The city often races to open warming centers in the days leading up to the first true cold spell, Councilwoman Lori Kinnear noted.
It was about this time in 2019 that city officials clarified their plan for winter shelter.
The City Council had not been informed of any plans for warming centers ahead of this weekend’s cold weather, Kinnear said on Tuesday. But she put her faith in the city’s staff, including Community, Housing and Human Services Director Tim Sigler and CHHS Manager Tija Danzig.
“Tija and Tim have always just said, ‘OK, we’re going to do this,’ and we do it. I can’t imagine that, knowing it’s October and knowing cold weather can set in at any time, us not having something in place,” Kinnear said.
Last summer, the previous City Council and former Mayor David Condon hoped to avoid the same fall rush by opening a regionally funded homeless shelter in the former Grocery Outlet store on East Sprague Avenue.
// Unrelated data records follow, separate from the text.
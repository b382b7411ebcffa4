//! Config file auto-reload system
//!
//! Polls the battle tuning file every 10 seconds and swaps the new values
//! into the running session when it changes. Health already lost stays
//! lost; only future damage and turn pacing pick up the new numbers.

use bevy::prelude::*;
use std::fs;
use std::time::SystemTime;

use crate::app::GameSession;
use crate::constants::BATTLE_TUNING_FILE;
use crate::tuning::load_battle_tuning_from_file;

/// How often to check for config changes (seconds)
const CHECK_INTERVAL: f32 = 10.0;

/// Tracks modification times of config files for hot-reload
#[derive(Resource)]
pub struct ConfigWatcher {
    /// Time since last check
    pub timer: f32,
    pub tuning_path: String,
    pub tuning_mtime: Option<SystemTime>,
}

impl Default for ConfigWatcher {
    fn default() -> Self {
        Self::watching(BATTLE_TUNING_FILE)
    }
}

impl ConfigWatcher {
    pub fn watching(path: &str) -> Self {
        Self {
            timer: 0.0,
            tuning_path: path.to_string(),
            tuning_mtime: get_mtime(path),
        }
    }

    /// Record the current mtime and report whether it moved
    pub fn tuning_changed(&mut self) -> bool {
        let mtime = get_mtime(&self.tuning_path);
        if mtime == self.tuning_mtime {
            return false;
        }
        self.tuning_mtime = mtime;
        true
    }
}

/// Get file modification time, or None if file doesn't exist
fn get_mtime(path: &str) -> Option<SystemTime> {
    fs::metadata(path).ok().and_then(|m| m.modified().ok())
}

/// Check for config file changes and reload as needed.
/// Runs every 10 seconds.
pub fn check_config_changes(
    time: Res<Time>,
    mut watcher: ResMut<ConfigWatcher>,
    mut session: ResMut<GameSession>,
) {
    watcher.timer += time.delta_secs();

    if watcher.timer < CHECK_INTERVAL {
        return;
    }
    watcher.timer = 0.0;

    if !watcher.tuning_changed() {
        return;
    }

    match load_battle_tuning_from_file(&watcher.tuning_path) {
        Ok(tuning) => {
            info!("Auto-reloaded battle tuning from {}", watcher.tuning_path);
            session.controller.set_tuning(tuning);
        }
        Err(e) => warn!("{}, keeping current tuning", e),
    }
}
//! Vibrato - a music-theory battle game
//!
//! The player identifies melodic intervals to cast spells against enemies,
//! after a scripted tutorial that teaches higher/lower/equal pitch. This
//! crate provides the game core, its event channel, audio seam, and a
//! headless Bevy front-end.

// Core modules
pub mod app;
pub mod audio;
pub mod config_watcher;
pub mod constants;
pub mod debug_logging;
pub mod events;
pub mod settings;
pub mod testing;
pub mod tuning;

// Game logic modules
pub mod battle;
pub mod music;
pub mod spellbook;

// Re-export commonly used types for convenience
pub use app::{
    Command, ConsoleController, ConsoleInput, ConsoleView, GameSession, HELP_TEXT,
    HeadlessAppBuilder, parse_command,
};
pub use audio::{AudioError, AudioService, ConsoleAudio, GREAT_HARMONY_THEME, Playback, RecordingAudio};
pub use battle::{
    BattleController, Combatant, Continuation, GameMode, GameState, TurnScheduler, TutorialAction,
    TutorialPhase, TutorialState,
};
pub use config_watcher::ConfigWatcher;
pub use constants::*;
pub use debug_logging::DebugLogConfig;
pub use events::{BusEvent, EventBus, EventChannel, Intent, Notice, TranscriptConfig, TranscriptLogger};
pub use music::{IntervalRelation, Note, NoteError, classify_interval};
pub use settings::{CurrentSettings, InitSettings, save_settings_system};
pub use spellbook::{STARTER_SPELLS, Spell, Spellbook};
pub use tuning::{BattleTuning, load_global_tuning};
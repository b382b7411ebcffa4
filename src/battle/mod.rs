//! Battle and tutorial logic

pub mod choices;
pub mod controller;
pub mod schedule;
pub mod script;
pub mod state;

pub use choices::{WRONG_CHOICES, generate_choices, shuffled};
pub use controller::BattleController;
pub use schedule::{Continuation, TaskId, TurnScheduler};
pub use script::{TUTORIAL_COMBAT_SEQUENCE, TutorialAction, TutorialAttack};
pub use state::{Combatant, GameMode, GameState, TutorialPhase, TutorialState};
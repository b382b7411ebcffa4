//! Scenario execution engine
//!
//! Runs a controller with an in-memory bus and recording audio, stepping a
//! virtual clock in fixed increments so turn delays play out without any
//! real waiting.

use std::time::Duration;

use crate::audio::RecordingAudio;
use crate::battle::BattleController;
use crate::events::{EventBus, Intent};
use crate::tuning::BattleTuning;

use super::assertions::{AssertionError, CapturedNotice, SessionState, check_sequence, check_state};
use super::parser::{CORRECT_PLACEHOLDER, StartMode, TestDefinition, WRONG_PLACEHOLDER};

/// Virtual milliseconds per step
pub const STEP_MS: u64 = 10;

/// Seed used when a scenario does not name one
pub const DEFAULT_SEED: u64 = 0x5eed;

type ScenarioController = BattleController<EventBus, RecordingAudio>;

/// Result of running a scenario
#[derive(Debug)]
pub enum TestResult {
    Pass { elapsed_ms: u64 },
    Fail { error: AssertionError },
    Error { message: String },
}

/// Run a single scenario and return the result
pub fn run_test(test: &TestDefinition) -> TestResult {
    let seed = test.setup.seed.unwrap_or(DEFAULT_SEED);
    let mut controller = BattleController::with_seed(EventBus::new(), RecordingAudio::new(), seed)
        .with_tuning(BattleTuning::default());

    match test.setup.start {
        StartMode::Tutorial => controller.begin(),
        StartMode::Battle => controller.start_battle(),
    }

    let mut inputs = test.input.clone();
    inputs.sort_by_key(|input| input.at_ms);

    let mut state_checks = test.expect.state.clone();
    state_checks.sort_by_key(|check| check.after_ms);

    // Run until the last input or check, plus one turn for trailing notices
    let end_ms = inputs
        .last()
        .map(|i| i.at_ms)
        .into_iter()
        .chain(state_checks.last().map(|c| c.after_ms))
        .chain(test.expect.sequence.iter().filter_map(|e| e.at_max))
        .max()
        .unwrap_or(0);

    let mut captured: Vec<CapturedNotice> = Vec::new();
    let mut next_input = 0;
    let mut next_check = 0;
    let mut now_ms: u64 = 0;

    loop {
        controller.channel_mut().set_elapsed_ms(now_ms as u32);
        if now_ms > 0 {
            controller.update(Duration::from_millis(STEP_MS));
        }

        while next_input < inputs.len() && inputs[next_input].at_ms <= now_ms {
            let input = &inputs[next_input];
            let intent = match resolve_intent(&controller, &input.topic, input.value.as_deref()) {
                Ok(intent) => intent,
                Err(message) => {
                    return TestResult::Error {
                        message: format!("Input at {} ms: {}", input.at_ms, message),
                    };
                }
            };
            controller.channel_mut().post(intent);
            // One at a time so placeholders see the state left by earlier inputs
            controller.pump();
            next_input += 1;
        }

        captured.extend(
            controller
                .channel_mut()
                .drain()
                .iter()
                .map(CapturedNotice::from_bus_event),
        );

        while next_check < state_checks.len() && state_checks[next_check].after_ms <= now_ms {
            let state = SessionState::capture(&controller);
            if let Err(error) = check_state(&state_checks[next_check], &state) {
                return TestResult::Fail { error };
            }
            next_check += 1;
        }

        if now_ms >= end_ms {
            break;
        }
        now_ms += STEP_MS;
    }

    if let Err(error) = check_sequence(&test.expect.sequence, &captured) {
        return TestResult::Fail { error };
    }

    TestResult::Pass { elapsed_ms: now_ms }
}

/// Build the intent for a scripted input, filling in answer placeholders
fn resolve_intent(
    controller: &ScenarioController,
    topic: &str,
    value: Option<&str>,
) -> Result<Intent, String> {
    let answer = controller.game().current_answer.as_deref();
    let resolved = match value {
        Some(CORRECT_PLACEHOLDER) => Some(
            answer
                .ok_or_else(|| format!("{} used with no question pending", CORRECT_PLACEHOLDER))?
                .to_string(),
        ),
        Some(WRONG_PLACEHOLDER) => {
            let answer = answer
                .ok_or_else(|| format!("{} used with no question pending", WRONG_PLACEHOLDER))?;
            let wrong = controller
                .spellbook()
                .names()
                .into_iter()
                .find(|name| name != answer)
                .ok_or("spellbook has no wrong answer to give")?;
            Some(wrong)
        }
        other => other.map(str::to_string),
    };
    Intent::from_topic(topic, resolved.as_deref())
}
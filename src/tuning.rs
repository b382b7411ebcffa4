//! Battle tuning settings
//!
//! The numbers every battle is played with. Missing fields in the config
//! file fall back to the defaults in `constants`.

use bevy::log::warn;
use bevy::prelude::Resource;
use serde::{Deserialize, Serialize};

use crate::constants::*;

fn default_starting_health() -> i32 {
    STARTING_HEALTH
}
fn default_correct_damage() -> i32 {
    CORRECT_ANSWER_DAMAGE
}
fn default_wrong_damage() -> i32 {
    WRONG_ANSWER_DAMAGE
}
fn default_turn_delay_ms() -> u64 {
    TURN_DELAY_MS
}

/// Serializable tuning values stored in config
#[derive(Debug, Clone, PartialEq, Serialize, Deserialize, Resource)]
pub struct BattleTuning {
    #[serde(default = "default_starting_health")]
    pub starting_health: i32,
    #[serde(default = "default_correct_damage")]
    pub correct_damage: i32,
    #[serde(default = "default_wrong_damage")]
    pub wrong_damage: i32,
    #[serde(default = "default_turn_delay_ms")]
    pub turn_delay_ms: u64,
}

impl Default for BattleTuning {
    fn default() -> Self {
        Self {
            starting_health: STARTING_HEALTH,
            correct_damage: CORRECT_ANSWER_DAMAGE,
            wrong_damage: WRONG_ANSWER_DAMAGE,
            turn_delay_ms: TURN_DELAY_MS,
        }
    }
}

pub fn load_battle_tuning_from_file(path: &str) -> Result<BattleTuning, String> {
    let contents =
        std::fs::read_to_string(path).map_err(|e| format!("Failed to read {}: {}", path, e))?;
    serde_json::from_str(&contents).map_err(|e| format!("Failed to parse {}: {}", path, e))
}

/// Load the global tuning file, warning and using defaults on failure
pub fn load_global_tuning() -> BattleTuning {
    if !std::path::Path::new(BATTLE_TUNING_FILE).exists() {
        return BattleTuning::default();
    }
    match load_battle_tuning_from_file(BATTLE_TUNING_FILE) {
        Ok(tuning) => tuning,
        Err(err) => {
            warn!("{}, using defaults", err);
            BattleTuning::default()
        }
    }
}

#[cfg(test)]
mod tests {
    use super::*;

    #[test]
    fn test_defaults_match_constants() {
        let tuning = BattleTuning::default();
        assert_eq!(tuning.starting_health, 100);
        assert_eq!(tuning.correct_damage, 34);
        assert_eq!(tuning.wrong_damage, 25);
        assert_eq!(tuning.turn_delay_ms, 2000);
    }

    #[test]
    fn test_partial_config_uses_defaults() {
        let tuning: BattleTuning = serde_json::from_str(r#"{"wrong_damage": 50}"#).unwrap();
        assert_eq!(tuning.wrong_damage, 50);
        assert_eq!(tuning.correct_damage, 34);
        assert_eq!(tuning.turn_delay_ms, 2000);
    }

    #[test]
    fn test_missing_file_is_an_error() {
        let err = load_battle_tuning_from_file("config/does_not_exist.json").unwrap_err();
        assert!(err.starts_with("Failed to read"));
    }
}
But amid pushback from neighbors and a failure to secure funding from regional partners, the plans fell through before the purchase was finalized.
Last October, the City Council approved the purchase of the building at 527 South Cannon, which it opened the following month as a warming center.
After repairs, the city expects to reopen the warming center for this winter.
The shelter will serve about 80 adults when it reopens.